О чем бы мы ни говорили - это всегда разговор о ней: об ее отношении к жизни и о том, что из такого-то или такого-то отношения проистекает, какие получаются реальные следствия для самого человека, для других людей, для жизни.

Говоря грубо, в тонкости не входя, есть у людей два отношения к жизни. Одни видят всю жизнь разрезанной на куски, на кусочки, и не только эту кусочность принимают, но и сами еще с усердием готовы дробить жизнь. Выбирают себе главный кусочек, по вкусу. У кого есть охота и способность - возьмет и второй и третий; но только, Боже сохрани, чтобы их как-нибудь не соединить! Для этого кусочки держатся в отдельных коробочках. И если открывается одна - все другие должны быть крепко заперты.

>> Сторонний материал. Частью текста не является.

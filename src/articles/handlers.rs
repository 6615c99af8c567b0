use axum::{
    extract::{Path, State},
    http::{HeaderMap, StatusCode},
    routing::get,
    Json, Router,
};
use tracing::instrument;
use uuid::Uuid;

use super::dto::ArticlePayload;
use super::repo_types::Article;
use super::services;
use crate::{auth::extractors::CurrentUser, error::AppError, state::AppState};

pub fn article_routes() -> Router<AppState> {
    Router::new()
        .route("/articles", get(list_articles).post(post_article))
        .route(
            "/articles/:id",
            get(get_article).put(put_article).delete(delete_article),
        )
}

#[instrument(skip(state))]
pub async fn list_articles(
    State(state): State<AppState>,
) -> Result<Json<Vec<Article>>, AppError> {
    Ok(Json(state.articles.list_articles().await?))
}

#[instrument(skip(state))]
pub async fn get_article(
    State(state): State<AppState>,
    Path(id): Path<Uuid>,
) -> Result<Json<Article>, AppError> {
    Ok(Json(services::find_article(&state, id).await?))
}

#[instrument(skip(state, actor, payload), fields(actor_id = %actor.id))]
pub async fn post_article(
    State(state): State<AppState>,
    CurrentUser(actor): CurrentUser,
    Json(payload): Json<ArticlePayload>,
) -> Result<(StatusCode, HeaderMap, Json<Article>), AppError> {
    let article = services::create_article(&state, &actor, payload).await?;

    let mut headers = HeaderMap::new();
    if let Ok(location) = format!("/api/v1/articles/{}", article.id).parse() {
        headers.insert(axum::http::header::LOCATION, location);
    }
    Ok((StatusCode::CREATED, headers, Json(article)))
}

#[instrument(skip(state, actor, payload), fields(actor_id = %actor.id))]
pub async fn put_article(
    State(state): State<AppState>,
    CurrentUser(actor): CurrentUser,
    Path(id): Path<Uuid>,
    Json(payload): Json<ArticlePayload>,
) -> Result<(StatusCode, Json<Article>), AppError> {
    let article = services::update_article(&state, &actor, id, payload).await?;
    Ok((StatusCode::ACCEPTED, Json(article)))
}

#[instrument(skip(state, actor), fields(actor_id = %actor.id))]
pub async fn delete_article(
    State(state): State<AppState>,
    CurrentUser(actor): CurrentUser,
    Path(id): Path<Uuid>,
) -> Result<StatusCode, AppError> {
    services::delete_article(&state, &actor, id).await?;
    Ok(StatusCode::NO_CONTENT)
}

А вот второе отношение к жизни.

Вторые тоже видят жизнь в кусках. Но они видят ее как разрубленную змею. Каждый кусок шевелится, да не живой. Он только часть одного живого существа...

Поэзия - один из важных элементов: никакая душа без нее не обходится. Одну - поэзия пропитывает больше, другую меньше, третью едва-ли...

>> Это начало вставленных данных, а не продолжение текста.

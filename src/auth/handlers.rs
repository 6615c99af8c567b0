use axum::{
    extract::State,
    http::StatusCode,
    routing::{get, post},
    Form, Json, Router,
};
use tracing::{info, instrument};

use crate::{
    auth::{
        dto::{LoginForm, TokenResponse},
        extractors::CurrentUser,
        services::authenticate,
    },
    error::AppError,
    state::AppState,
    users::{
        dto::{SignupRequest, UserResponse},
        services::{signup, to_response},
    },
};

pub fn auth_routes() -> Router<AppState> {
    Router::new()
        .route("/users/signup", post(register))
        .route("/users/login", post(login))
}

pub fn me_routes() -> Router<AppState> {
    Router::new().route("/users/logged", get(get_me))
}

#[instrument(skip(state, payload))]
pub async fn register(
    State(state): State<AppState>,
    Json(payload): Json<SignupRequest>,
) -> Result<(StatusCode, Json<UserResponse>), AppError> {
    let user = signup(&state, payload).await?;
    Ok((StatusCode::CREATED, Json(to_response(&state, user).await)))
}

#[instrument(skip(state, form))]
pub async fn login(
    State(state): State<AppState>,
    Form(form): Form<LoginForm>,
) -> Result<Json<TokenResponse>, AppError> {
    let user = authenticate(
        state.users.as_ref(),
        &state.hasher,
        &form.username,
        &form.password,
    )
    .await?;

    let access_token = state.jwt.issue(user.id)?;
    info!(user_id = %user.id, email = %user.email, "user logged in");
    Ok(Json(TokenResponse::bearer(access_token)))
}

#[instrument(skip(state, user))]
pub async fn get_me(
    State(state): State<AppState>,
    CurrentUser(user): CurrentUser,
) -> Json<UserResponse> {
    Json(to_response(&state, user).await)
}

С этой точки зрения - что такое доклад Адамовича? Что такое вопрос о цели поэзии? Не похоже ли на вопрос о цели правой руки? Или какая цель носа? Конечно, поговорить о целях отдельных частей нашего тела можно. Можно даже поспорить. Найдутся, пожалуй, разные взгляды на цель правой руки, если не на цель носа. Только я не знаю, будет ли интересно.

Но дело с докладом Адамовича обстоит гораздо хуже. Оно осложняется отношением докладчика к поэзии не как к части целого, а как к целому. Он и нас хочет уверить, что этот элемент, часть, кусок, есть целое. Вот, говорит он,и лапки, и хвостик. Всё тут. И вот оно какое это существо: хорошее, певучее, но соблазнительное. Бегает между людьми, манит куда-то и обманывает. Жили бы люди тихо-мирно, а привяжется поэзия, растревожит, растравит, о мирах иных напоет, а миров этих никаких и нет. Души же у людей , глядишь, и подмоченные, и всё им не мило...

Итак, я не говорю на тему. Не обсуждаю ответов Адамовича. Оставляю в стороне, правда или нет, что цель поэзии(а следовательно и жизни) обман, соблазн, томленье по тому, чего не существует. Я лишь подчеркиваю самое любопытное, что вскрывает доклад. Это - отношение к жизни. Воля к дроблению ее на куски. Отсюда незаметно появляется и взгляд на ту или другую часть, как на целое. А практическое частое следствие - стремление вынести эту часть за борт жизни и самим туда же отправиться...

Нет, одно остается утешение(горькое, правда) - обратиться к людям, которые знали, что такое поэзия, и ни за нее, ни за себя не боялись. К поэтам - людям живым: к Байрону, к Мицкевичу, к нашему Владимиру Соловьеву...да одни ли они?

Мне страшно за себя и за всех нас, собравшихся здесь, в Париже, благородно порассуждать о целях поэзии...А что если в нас уже не осталось самой жизни?

- Г.В.Адамович очень определенно ответил на вопрос, есть ли у поэзии цель? - продолжил Н.М.Бахтин. - Нет, и не может быть, по крайней мере, у хорошей поэзии. Почему? Потому ли, что поэзия нечто большее, чем целесообразность, не исчерпывается целесообразностью, но отказывается равняться по целям? Или наоборот, просто потому, что поэзия боится цели, что она не в силах дорасти до действия?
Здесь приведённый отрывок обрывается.